Jarak Minanga dengan Pantai timur sekarang jika di tarik lurus horizontal lebih dari 100 Km. Karena Minanga berada di pinggir sungai yang sekarang di kenal dengan sungai Komring maka penduduknya di sebut orang Komring. W.V. Van Royen dalam bukunya “ De Palembang Sche Marga ( 1927 ) “ tidak menyebut orang komring tetapi “ Jelma Daya “ . Nama sungai Komring sendiri diambil dari nama seorang yang berasal dari India yang bernama Komering Singh ,makam nya terdapat di sebelah hulu desa Muara Dua , sungai yang mengalir mulai dari makam tersebut tepatnya mulai dari Muara Selabung yang mengalir ke hilir sampai muara Plaju di sebut sungai Komring .
Menurut sejarah Kabupaten Ogan Komering Ulu ( 1979 ) Jelma Daya kelompok pertama yang turun dari gunung Seminung melalui Danau Ranau kemudian seterusnya menelusuri sungai Komring sampai di Gunung Batu adalah kelompok Samandaway.

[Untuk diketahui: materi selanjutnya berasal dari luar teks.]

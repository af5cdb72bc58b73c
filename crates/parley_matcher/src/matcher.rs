//! The backtracking match attempt.
//!
//! One [`MatchAttempt`] walks a compiled grammar tree against a token
//! sequence depth-first, consuming tokens and rewinding on failure. All
//! mutable state - the read index, the matched fragment list, the capture
//! trail, the step counter - lives on the attempt; the grammar itself is
//! never touched, so one grammar can serve concurrent attempts.
//!
//! Expected failures (a word that does not fit, a number slot over a plain
//! word) are `Ok(false)` returns that unwind with index restoration at every
//! sequence boundary. The `Err` path is reserved for the step-budget kill
//! switch and internal invariant violations.

use std::collections::HashMap;
use std::fmt;
use std::sync::Arc;

use parley_foundation::{Error, MatchLimit, Result, Stem};
use parley_grammar::{Grammar, GrammarNode};

use crate::fuzzy;
use crate::tokenizer::{Token, TokenKind};

/// Default step budget per match attempt.
pub const DEFAULT_MAX_STEPS: u64 = 100_000;

/// Configuration shared by all attempts in a library.
#[derive(Clone)]
pub struct MatchOptions {
    /// Optional stemmer applied to both sides of every word comparison.
    pub stemmer: Option<Arc<dyn Stem>>,
    /// Minimum stemmed-literal length for edit-distance leniency.
    pub fuzzy_min_len: usize,
    /// Node-visit budget per attempt; exceeding it aborts the attempt.
    pub max_steps: u64,
}

impl Default for MatchOptions {
    fn default() -> Self {
        Self {
            stemmer: None,
            fuzzy_min_len: fuzzy::FUZZY_MIN_LEN,
            max_steps: DEFAULT_MAX_STEPS,
        }
    }
}

impl fmt::Debug for MatchOptions {
    fn fmt(&self, f: &mut fmt::Formatter<'_>) -> fmt::Result {
        f.debug_struct("MatchOptions")
            .field("stemmer", &self.stemmer.as_ref().map(|_| "<dyn Stem>"))
            .field("fuzzy_min_len", &self.fuzzy_min_len)
            .field("max_steps", &self.max_steps)
            .finish()
    }
}

/// Captured data from a successful match.
#[derive(Clone, Debug, Default, PartialEq, Eq)]
#[cfg_attr(feature = "serde", derive(serde::Serialize, serde::Deserialize))]
pub struct MatchOutput {
    entities: HashMap<String, String>,
    numbers: HashMap<String, i64>,
}

impl MatchOutput {
    /// Returns a captured entity's text.
    #[must_use]
    pub fn entity(&self, name: &str) -> Option<&str> {
        self.entities.get(name).map(String::as_str)
    }

    /// Returns a captured number slot's value.
    #[must_use]
    pub fn number(&self, slot: &str) -> Option<i64> {
        self.numbers.get(slot).copied()
    }

    /// All captured entities, keyed by name.
    #[must_use]
    pub const fn entities(&self) -> &HashMap<String, String> {
        &self.entities
    }

    /// All captured number slots, keyed by name.
    #[must_use]
    pub const fn numbers(&self) -> &HashMap<String, i64> {
        &self.numbers
    }
}

/// One capture recorded on the trail.
///
/// The trail is truncated on backtrack, so captures written by a failed
/// subtree never leak into the result.
#[derive(Clone, Debug)]
enum Capture {
    Entity { name: String, text: String },
    Number { slot: String, value: i64 },
}

/// Saved attempt state for rewinding.
#[derive(Clone, Copy, Debug)]
struct Mark {
    index: usize,
    fragments: usize,
    trail: usize,
}

/// One in-flight match of a grammar against a token sequence.
pub struct MatchAttempt<'a> {
    /// The utterance tokens; never mutated, only indexed.
    tokens: &'a [Token],
    options: &'a MatchOptions,
    /// Current read index into `tokens`.
    index: usize,
    /// Per consumed token, the literal text used for the match. Grammar
    /// literals are recorded for word matches (so a fuzzy match records the
    /// grammar's spelling), raw token text for numbers and wildcard skips.
    fragments: Vec<String>,
    /// Captures recorded so far, truncated on backtrack.
    trail: Vec<Capture>,
    /// Node visits so far, checked against the step budget.
    steps: u64,
}

impl<'a> MatchAttempt<'a> {
    /// Matches a grammar against a full token sequence.
    ///
    /// Returns `Ok(Some(output))` only if the root matches **and** every
    /// token was consumed; a partial match is no match.
    ///
    /// # Errors
    /// Returns an error if the step budget is exceeded.
    pub fn run(
        grammar: &Grammar,
        tokens: &'a [Token],
        options: &'a MatchOptions,
    ) -> Result<Option<MatchOutput>> {
        let mut attempt = Self {
            tokens,
            options,
            index: 0,
            fragments: Vec::new(),
            trail: Vec::new(),
            steps: 0,
        };
        let matched = attempt.match_node(grammar.root(), grammar)?;
        if matched && attempt.index == tokens.len() {
            Ok(Some(attempt.into_output()))
        } else {
            Ok(None)
        }
    }

    /// Evaluates one grammar node at the current read index.
    fn match_node(&mut self, node: &GrammarNode, grammar: &Grammar) -> Result<bool> {
        self.steps += 1;
        if self.steps > self.options.max_steps {
            return Err(Error::limit_exceeded(MatchLimit::MaxSteps {
                limit: self.options.max_steps,
            }));
        }

        match node {
            GrammarNode::Sequence(children) | GrammarNode::AllOf(children) => {
                let mark = self.mark();
                if self.match_conjunction(children, grammar)? {
                    Ok(true)
                } else {
                    self.rewind(mark);
                    Ok(false)
                }
            }
            GrammarNode::Optional(children) => {
                // Attempted for side effects only; absence is not failure.
                for child in children {
                    let _ = self.match_node(child, grammar)?;
                }
                Ok(true)
            }
            GrammarNode::OneOf(children) => {
                for child in children {
                    let mark = self.mark();
                    if self.match_node(child, grammar)? {
                        return Ok(true);
                    }
                    self.rewind(mark);
                }
                Ok(false)
            }
            GrammarNode::Word(literal) => {
                let Some(token) = self.tokens.get(self.index) else {
                    return Ok(false);
                };
                if fuzzy::words_match(
                    literal,
                    &token.text,
                    self.options.stemmer.as_deref(),
                    self.options.fuzzy_min_len,
                ) {
                    self.consume(literal.clone())?;
                    Ok(true)
                } else {
                    Ok(false)
                }
            }
            GrammarNode::Number { slot } => {
                let Some(token) = self.tokens.get(self.index) else {
                    return Ok(false);
                };
                let TokenKind::Number(value) = token.kind else {
                    return Ok(false);
                };
                let text = token.text.clone();
                self.consume(text)?;
                if let Some(slot) = slot {
                    self.trail.push(Capture::Number {
                        slot: slot.clone(),
                        value,
                    });
                }
                Ok(true)
            }
            GrammarNode::Entity { name, children } => {
                let mark = self.mark();
                let fragment_start = self.fragments.len();
                if self.match_conjunction(children, grammar)? {
                    let text = self.fragments[fragment_start..].join(" ");
                    self.trail.push(Capture::Entity {
                        name: name.clone(),
                        text,
                    });
                    Ok(true)
                } else {
                    self.rewind(mark);
                    Ok(false)
                }
            }
            GrammarNode::ShortWildcard { max_skip, id } => {
                // A wildcard with nothing after it can never stop skipping.
                let Some(stopper) = grammar.stopper(*id) else {
                    return Ok(false);
                };
                let mut skipped = 0;
                while !self.probe(stopper, grammar)? {
                    if skipped >= *max_skip || self.index >= self.tokens.len() {
                        // Out of skip budget or tokens: stop here and let
                        // the following sibling decide the sequence's fate.
                        break;
                    }
                    let text = self.tokens[self.index].text.clone();
                    self.consume(text)?;
                    skipped += 1;
                }
                Ok(true)
            }
            GrammarNode::LongWildcard => {
                // Must absorb at least one token; a zero-length greedy
                // match is treated as failure.
                if self.index >= self.tokens.len() {
                    return Ok(false);
                }
                while self.index < self.tokens.len() {
                    let text = self.tokens[self.index].text.clone();
                    self.consume(text)?;
                }
                Ok(true)
            }
        }
    }

    /// Matches children in order; any failure fails the whole conjunction.
    ///
    /// The caller rewinds on failure.
    fn match_conjunction(&mut self, children: &[GrammarNode], grammar: &Grammar) -> Result<bool> {
        for child in children {
            if !self.match_node(child, grammar)? {
                return Ok(false);
            }
        }
        Ok(true)
    }

    /// Checks whether a wildcard's stop signal matches at the current
    /// index, discarding all side effects of the check.
    fn probe(&mut self, stopper: &GrammarNode, grammar: &Grammar) -> Result<bool> {
        let mut scratch = MatchAttempt {
            tokens: self.tokens,
            options: self.options,
            index: self.index,
            fragments: Vec::new(),
            trail: Vec::new(),
            steps: self.steps,
        };
        let matched = scratch.match_node(stopper, grammar)?;
        // Probe work still counts against the shared step budget.
        self.steps = scratch.steps;
        Ok(matched)
    }

    /// Consumes the current token, recording the fragment text used for it.
    fn consume(&mut self, fragment: String) -> Result<()> {
        if self.index >= self.tokens.len() {
            return Err(Error::internal("consume past end of token sequence"));
        }
        self.fragments.push(fragment);
        self.index += 1;
        Ok(())
    }

    /// Saves the rewindable parts of the attempt state.
    const fn mark(&self) -> Mark {
        Mark {
            index: self.index,
            fragments: self.fragments.len(),
            trail: self.trail.len(),
        }
    }

    /// Restores the attempt to a saved mark.
    fn rewind(&mut self, mark: Mark) {
        self.index = mark.index;
        self.fragments.truncate(mark.fragments);
        self.trail.truncate(mark.trail);
    }

    /// Drains the capture trail into the final output maps.
    fn into_output(self) -> MatchOutput {
        let mut output = MatchOutput::default();
        for capture in self.trail {
            match capture {
                Capture::Entity { name, text } => {
                    output.entities.insert(name, text);
                }
                Capture::Number { slot, value } => {
                    output.numbers.insert(slot, value);
                }
            }
        }
        output
    }
}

Samandaway berasal dari kata Samanda Di Way yang berarti mengikuti aliran sungai.
Pada tahun 1974 telah ditemukan sebuah arca Budha yang terbuat dari Perunggu ukuran tinggi ±35 cm, tebal 11 cm di temukan 15 km dari desa Minanga yang di temukan tidak sengaja oleh petani setempat yang kemudian menjadi barang koleksi pribadi mantan bupati OKU pada saat itu.
Minanga hanyalah monumen sejarah dalam bentuk nama tempat, tapi kawasan Minanga purba adalah begitu luas yaitu paling sedikit sebesar Marga Semendawai Suku III dan di sebelah barat berbatasan dengan daerah Kedaton ( Ogan Ulu Sumatera Selatan ).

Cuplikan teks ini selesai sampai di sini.